> [DESCRIPTION OF THE TASK] Word for word, set down every line of the entries below from the line with "Ok((comment, activity))" to the line with "pub trait PolicyStore: Send", including both, and no other line.
-- DATA FOR ANALYSIS follows --
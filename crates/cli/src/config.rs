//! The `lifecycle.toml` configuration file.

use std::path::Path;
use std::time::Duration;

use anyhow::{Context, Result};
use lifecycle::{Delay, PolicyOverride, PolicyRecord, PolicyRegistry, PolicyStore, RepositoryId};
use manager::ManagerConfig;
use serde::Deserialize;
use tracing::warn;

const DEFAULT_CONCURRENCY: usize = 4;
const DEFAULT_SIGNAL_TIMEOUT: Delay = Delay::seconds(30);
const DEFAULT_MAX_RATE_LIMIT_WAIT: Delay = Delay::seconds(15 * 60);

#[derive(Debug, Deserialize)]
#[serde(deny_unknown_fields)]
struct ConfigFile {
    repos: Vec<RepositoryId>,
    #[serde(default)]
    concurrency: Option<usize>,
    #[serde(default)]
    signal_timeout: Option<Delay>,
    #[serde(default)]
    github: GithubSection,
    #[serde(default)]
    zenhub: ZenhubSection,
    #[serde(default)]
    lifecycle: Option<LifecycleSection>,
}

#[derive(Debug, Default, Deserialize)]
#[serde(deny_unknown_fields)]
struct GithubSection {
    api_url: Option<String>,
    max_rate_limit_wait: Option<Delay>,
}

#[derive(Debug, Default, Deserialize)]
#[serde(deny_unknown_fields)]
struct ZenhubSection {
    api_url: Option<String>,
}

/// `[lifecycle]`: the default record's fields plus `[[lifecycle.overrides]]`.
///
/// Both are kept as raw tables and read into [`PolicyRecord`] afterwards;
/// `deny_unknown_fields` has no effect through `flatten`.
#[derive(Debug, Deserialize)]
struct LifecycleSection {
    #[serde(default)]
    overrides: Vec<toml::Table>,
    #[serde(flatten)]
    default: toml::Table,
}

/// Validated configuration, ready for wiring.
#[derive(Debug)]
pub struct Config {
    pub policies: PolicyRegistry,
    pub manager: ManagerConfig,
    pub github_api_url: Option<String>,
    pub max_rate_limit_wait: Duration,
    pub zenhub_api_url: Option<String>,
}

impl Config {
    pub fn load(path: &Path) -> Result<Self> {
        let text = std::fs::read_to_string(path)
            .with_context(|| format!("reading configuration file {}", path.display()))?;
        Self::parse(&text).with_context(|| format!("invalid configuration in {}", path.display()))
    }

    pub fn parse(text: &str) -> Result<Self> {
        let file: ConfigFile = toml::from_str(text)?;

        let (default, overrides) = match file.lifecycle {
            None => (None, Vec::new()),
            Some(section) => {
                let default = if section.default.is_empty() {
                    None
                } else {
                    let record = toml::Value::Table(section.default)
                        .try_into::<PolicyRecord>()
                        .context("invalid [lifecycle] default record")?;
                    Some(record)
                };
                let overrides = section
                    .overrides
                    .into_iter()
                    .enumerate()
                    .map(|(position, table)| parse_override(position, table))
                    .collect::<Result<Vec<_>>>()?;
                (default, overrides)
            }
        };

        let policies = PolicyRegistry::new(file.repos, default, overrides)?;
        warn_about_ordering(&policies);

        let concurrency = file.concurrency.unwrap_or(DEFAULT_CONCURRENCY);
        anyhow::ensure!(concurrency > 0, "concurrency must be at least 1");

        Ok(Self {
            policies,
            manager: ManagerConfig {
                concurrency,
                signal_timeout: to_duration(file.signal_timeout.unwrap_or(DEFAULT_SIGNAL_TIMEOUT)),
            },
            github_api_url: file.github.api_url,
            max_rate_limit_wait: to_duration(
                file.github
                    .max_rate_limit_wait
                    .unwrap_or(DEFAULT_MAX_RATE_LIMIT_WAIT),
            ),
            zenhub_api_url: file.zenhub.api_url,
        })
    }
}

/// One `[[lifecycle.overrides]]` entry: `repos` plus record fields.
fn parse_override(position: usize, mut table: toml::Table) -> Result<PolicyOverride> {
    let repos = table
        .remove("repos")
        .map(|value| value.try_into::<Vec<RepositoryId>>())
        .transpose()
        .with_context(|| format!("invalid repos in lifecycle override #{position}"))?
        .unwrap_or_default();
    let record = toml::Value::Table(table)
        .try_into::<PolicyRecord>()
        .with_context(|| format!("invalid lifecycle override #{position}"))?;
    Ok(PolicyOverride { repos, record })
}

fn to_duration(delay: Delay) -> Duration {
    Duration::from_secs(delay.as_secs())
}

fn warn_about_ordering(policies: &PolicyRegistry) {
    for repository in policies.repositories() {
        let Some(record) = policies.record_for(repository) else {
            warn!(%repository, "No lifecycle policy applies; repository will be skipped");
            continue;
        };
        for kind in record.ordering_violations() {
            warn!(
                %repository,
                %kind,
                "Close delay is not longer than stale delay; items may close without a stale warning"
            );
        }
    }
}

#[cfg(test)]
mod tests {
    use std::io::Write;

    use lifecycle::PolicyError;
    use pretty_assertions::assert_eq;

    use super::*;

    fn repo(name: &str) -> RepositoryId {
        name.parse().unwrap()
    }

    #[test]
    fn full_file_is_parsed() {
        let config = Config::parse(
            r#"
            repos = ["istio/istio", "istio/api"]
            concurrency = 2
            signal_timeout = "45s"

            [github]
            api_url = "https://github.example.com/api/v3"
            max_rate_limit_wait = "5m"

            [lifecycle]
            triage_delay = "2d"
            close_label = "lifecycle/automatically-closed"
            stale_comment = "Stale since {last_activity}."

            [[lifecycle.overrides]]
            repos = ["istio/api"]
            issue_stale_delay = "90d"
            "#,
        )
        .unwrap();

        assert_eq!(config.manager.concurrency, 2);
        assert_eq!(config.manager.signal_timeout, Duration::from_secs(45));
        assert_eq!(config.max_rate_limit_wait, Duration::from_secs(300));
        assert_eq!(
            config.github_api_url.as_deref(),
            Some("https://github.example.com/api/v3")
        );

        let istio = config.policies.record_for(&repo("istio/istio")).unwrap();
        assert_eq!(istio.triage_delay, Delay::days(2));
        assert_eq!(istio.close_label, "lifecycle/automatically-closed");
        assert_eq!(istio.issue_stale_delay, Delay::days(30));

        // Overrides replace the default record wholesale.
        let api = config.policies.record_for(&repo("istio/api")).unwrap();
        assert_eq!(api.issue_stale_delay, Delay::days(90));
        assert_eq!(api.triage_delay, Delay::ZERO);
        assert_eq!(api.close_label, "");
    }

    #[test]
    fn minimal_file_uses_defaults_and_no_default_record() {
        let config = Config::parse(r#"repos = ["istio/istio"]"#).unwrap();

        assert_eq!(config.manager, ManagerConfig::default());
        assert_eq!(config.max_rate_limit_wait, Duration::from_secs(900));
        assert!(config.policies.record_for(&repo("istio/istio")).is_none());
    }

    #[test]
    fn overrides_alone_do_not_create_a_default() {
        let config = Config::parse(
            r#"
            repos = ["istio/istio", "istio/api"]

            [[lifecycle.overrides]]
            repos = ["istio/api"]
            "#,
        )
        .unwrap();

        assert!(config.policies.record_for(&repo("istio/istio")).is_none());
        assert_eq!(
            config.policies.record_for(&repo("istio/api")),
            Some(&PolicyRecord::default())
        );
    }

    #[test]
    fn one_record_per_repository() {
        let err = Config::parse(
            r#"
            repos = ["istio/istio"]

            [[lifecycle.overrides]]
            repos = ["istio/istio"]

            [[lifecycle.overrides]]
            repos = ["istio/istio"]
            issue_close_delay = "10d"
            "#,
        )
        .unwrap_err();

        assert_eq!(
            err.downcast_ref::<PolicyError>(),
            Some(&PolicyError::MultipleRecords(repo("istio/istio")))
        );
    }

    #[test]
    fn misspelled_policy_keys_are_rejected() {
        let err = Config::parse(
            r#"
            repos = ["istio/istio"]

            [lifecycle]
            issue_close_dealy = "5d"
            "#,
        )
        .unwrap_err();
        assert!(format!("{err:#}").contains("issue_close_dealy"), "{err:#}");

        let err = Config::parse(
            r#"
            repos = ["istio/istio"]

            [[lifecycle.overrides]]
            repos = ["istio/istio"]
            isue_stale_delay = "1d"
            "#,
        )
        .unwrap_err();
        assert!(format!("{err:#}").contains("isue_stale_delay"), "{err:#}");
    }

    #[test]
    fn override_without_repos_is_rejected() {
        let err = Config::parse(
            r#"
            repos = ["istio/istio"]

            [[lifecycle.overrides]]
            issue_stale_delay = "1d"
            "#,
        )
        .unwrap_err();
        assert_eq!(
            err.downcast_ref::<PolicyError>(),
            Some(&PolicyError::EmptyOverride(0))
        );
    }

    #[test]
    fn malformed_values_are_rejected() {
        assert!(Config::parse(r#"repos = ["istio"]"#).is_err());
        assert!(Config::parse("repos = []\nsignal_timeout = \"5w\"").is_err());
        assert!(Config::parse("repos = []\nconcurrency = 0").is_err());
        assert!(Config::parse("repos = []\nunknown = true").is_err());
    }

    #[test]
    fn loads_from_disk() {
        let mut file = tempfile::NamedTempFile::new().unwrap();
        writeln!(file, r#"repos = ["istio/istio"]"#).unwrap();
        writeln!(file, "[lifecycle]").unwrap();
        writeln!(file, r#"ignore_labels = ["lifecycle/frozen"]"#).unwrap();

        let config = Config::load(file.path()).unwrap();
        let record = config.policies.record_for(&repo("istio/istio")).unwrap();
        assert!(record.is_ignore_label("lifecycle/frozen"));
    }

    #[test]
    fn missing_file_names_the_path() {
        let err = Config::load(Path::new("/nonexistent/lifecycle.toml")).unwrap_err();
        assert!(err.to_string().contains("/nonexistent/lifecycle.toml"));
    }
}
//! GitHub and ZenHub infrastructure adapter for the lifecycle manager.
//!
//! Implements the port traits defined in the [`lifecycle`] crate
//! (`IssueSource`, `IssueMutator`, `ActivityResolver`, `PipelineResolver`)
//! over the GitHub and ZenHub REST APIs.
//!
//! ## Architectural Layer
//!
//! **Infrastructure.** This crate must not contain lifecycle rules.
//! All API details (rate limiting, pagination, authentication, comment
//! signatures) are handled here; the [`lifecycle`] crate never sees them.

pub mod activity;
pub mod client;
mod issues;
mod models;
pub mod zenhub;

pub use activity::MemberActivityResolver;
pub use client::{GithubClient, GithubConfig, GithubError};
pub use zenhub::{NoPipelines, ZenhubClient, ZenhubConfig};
-- DATA FOR ANALYSIS concluded --
-- DATA FOR ANALYSIS follows --
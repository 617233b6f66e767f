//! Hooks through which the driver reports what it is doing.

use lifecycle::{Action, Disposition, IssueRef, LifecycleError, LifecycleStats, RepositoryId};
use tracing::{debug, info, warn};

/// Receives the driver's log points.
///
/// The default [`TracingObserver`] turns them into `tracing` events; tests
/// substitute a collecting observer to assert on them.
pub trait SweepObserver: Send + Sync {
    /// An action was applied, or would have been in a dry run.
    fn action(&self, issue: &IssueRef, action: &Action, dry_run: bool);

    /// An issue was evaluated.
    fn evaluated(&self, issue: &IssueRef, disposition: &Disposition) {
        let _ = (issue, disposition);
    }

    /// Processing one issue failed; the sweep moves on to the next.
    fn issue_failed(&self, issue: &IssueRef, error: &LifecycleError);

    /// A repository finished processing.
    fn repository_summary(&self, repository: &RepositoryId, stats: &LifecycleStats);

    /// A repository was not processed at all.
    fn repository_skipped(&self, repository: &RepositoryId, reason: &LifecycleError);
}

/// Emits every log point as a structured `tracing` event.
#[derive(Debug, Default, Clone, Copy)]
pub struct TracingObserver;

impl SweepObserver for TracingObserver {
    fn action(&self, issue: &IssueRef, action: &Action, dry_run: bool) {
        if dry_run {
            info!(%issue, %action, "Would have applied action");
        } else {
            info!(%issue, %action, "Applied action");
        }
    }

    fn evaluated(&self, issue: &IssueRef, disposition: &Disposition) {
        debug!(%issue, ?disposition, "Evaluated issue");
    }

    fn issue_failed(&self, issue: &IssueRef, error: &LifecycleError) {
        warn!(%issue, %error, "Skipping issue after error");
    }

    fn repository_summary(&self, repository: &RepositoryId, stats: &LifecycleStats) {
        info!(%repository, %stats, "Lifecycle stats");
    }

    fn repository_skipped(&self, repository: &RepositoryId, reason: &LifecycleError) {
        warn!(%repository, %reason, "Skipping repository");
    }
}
-- DATA FOR ANALYSIS concluded --
-- DATA FOR ANALYSIS follows --
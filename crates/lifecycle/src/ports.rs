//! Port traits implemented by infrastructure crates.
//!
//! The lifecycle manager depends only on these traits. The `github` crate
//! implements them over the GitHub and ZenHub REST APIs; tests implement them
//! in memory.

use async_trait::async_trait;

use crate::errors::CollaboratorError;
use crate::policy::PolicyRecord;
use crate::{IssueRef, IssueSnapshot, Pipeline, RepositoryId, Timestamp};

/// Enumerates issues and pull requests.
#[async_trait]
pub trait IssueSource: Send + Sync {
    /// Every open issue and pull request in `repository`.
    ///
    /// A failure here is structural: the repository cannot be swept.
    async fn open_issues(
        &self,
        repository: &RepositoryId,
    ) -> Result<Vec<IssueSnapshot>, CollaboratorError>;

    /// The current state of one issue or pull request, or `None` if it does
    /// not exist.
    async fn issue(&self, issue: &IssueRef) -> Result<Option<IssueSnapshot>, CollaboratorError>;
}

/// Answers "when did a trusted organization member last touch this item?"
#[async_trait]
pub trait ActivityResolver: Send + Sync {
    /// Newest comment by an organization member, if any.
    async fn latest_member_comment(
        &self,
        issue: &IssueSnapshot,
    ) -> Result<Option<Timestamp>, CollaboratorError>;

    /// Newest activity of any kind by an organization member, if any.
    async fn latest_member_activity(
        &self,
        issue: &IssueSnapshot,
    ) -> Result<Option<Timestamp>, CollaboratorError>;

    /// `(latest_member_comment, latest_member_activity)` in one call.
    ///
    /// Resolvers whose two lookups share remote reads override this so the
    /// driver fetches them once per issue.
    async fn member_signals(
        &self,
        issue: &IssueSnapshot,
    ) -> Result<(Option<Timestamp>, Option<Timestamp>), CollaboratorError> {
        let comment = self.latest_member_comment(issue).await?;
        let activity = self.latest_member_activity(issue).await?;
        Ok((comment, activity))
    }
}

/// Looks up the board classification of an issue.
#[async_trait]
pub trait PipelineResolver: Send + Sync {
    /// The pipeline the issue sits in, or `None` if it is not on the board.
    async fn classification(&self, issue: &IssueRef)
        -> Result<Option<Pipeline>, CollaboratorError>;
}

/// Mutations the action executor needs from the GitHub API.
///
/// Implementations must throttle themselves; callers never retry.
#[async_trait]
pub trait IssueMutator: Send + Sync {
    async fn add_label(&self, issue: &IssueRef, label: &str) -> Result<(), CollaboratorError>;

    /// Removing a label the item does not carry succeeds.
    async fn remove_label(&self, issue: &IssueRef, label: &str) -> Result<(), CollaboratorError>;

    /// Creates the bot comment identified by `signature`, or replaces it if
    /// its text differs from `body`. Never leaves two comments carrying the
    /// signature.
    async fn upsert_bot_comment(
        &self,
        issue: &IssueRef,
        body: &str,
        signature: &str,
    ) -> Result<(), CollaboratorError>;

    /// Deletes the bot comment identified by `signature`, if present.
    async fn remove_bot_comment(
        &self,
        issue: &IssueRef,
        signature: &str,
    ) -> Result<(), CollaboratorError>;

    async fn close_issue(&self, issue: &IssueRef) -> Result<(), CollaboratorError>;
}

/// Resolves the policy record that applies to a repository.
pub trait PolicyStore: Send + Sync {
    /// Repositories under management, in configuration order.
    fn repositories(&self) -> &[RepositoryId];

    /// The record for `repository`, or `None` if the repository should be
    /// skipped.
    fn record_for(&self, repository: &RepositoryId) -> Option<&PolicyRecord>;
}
-- DATA FOR ANALYSIS concluded --
> [SOLUTION TO THIS PROBLEM]
        Ok((comment, activity))
    }
}

/// Looks up the board classification of an issue.
#[async_trait]
pub trait PipelineResolver: Send + Sync {
    /// The pipeline the issue sits in, or `None` if it is not on the board.
    async fn classification(&self, issue: &IssueRef)
        -> Result<Option<Pipeline>, CollaboratorError>;
}

/// Mutations the action executor needs from the GitHub API.
///
/// Implementations must throttle themselves; callers never retry.
#[async_trait]
pub trait IssueMutator: Send + Sync {
    async fn add_label(&self, issue: &IssueRef, label: &str) -> Result<(), CollaboratorError>;

    /// Removing a label the item does not carry succeeds.
    async fn remove_label(&self, issue: &IssueRef, label: &str) -> Result<(), CollaboratorError>;

    /// Creates the bot comment identified by `signature`, or replaces it if
    /// its text differs from `body`. Never leaves two comments carrying the
    /// signature.
    async fn upsert_bot_comment(
        &self,
        issue: &IssueRef,
        body: &str,
        signature: &str,
    ) -> Result<(), CollaboratorError>;

    /// Deletes the bot comment identified by `signature`, if present.
    async fn remove_bot_comment(
        &self,
        issue: &IssueRef,
        signature: &str,
    ) -> Result<(), CollaboratorError>;

    async fn close_issue(&self, issue: &IssueRef) -> Result<(), CollaboratorError>;
}

/// Resolves the policy record that applies to a repository.
pub trait PolicyStore: Send + Sync {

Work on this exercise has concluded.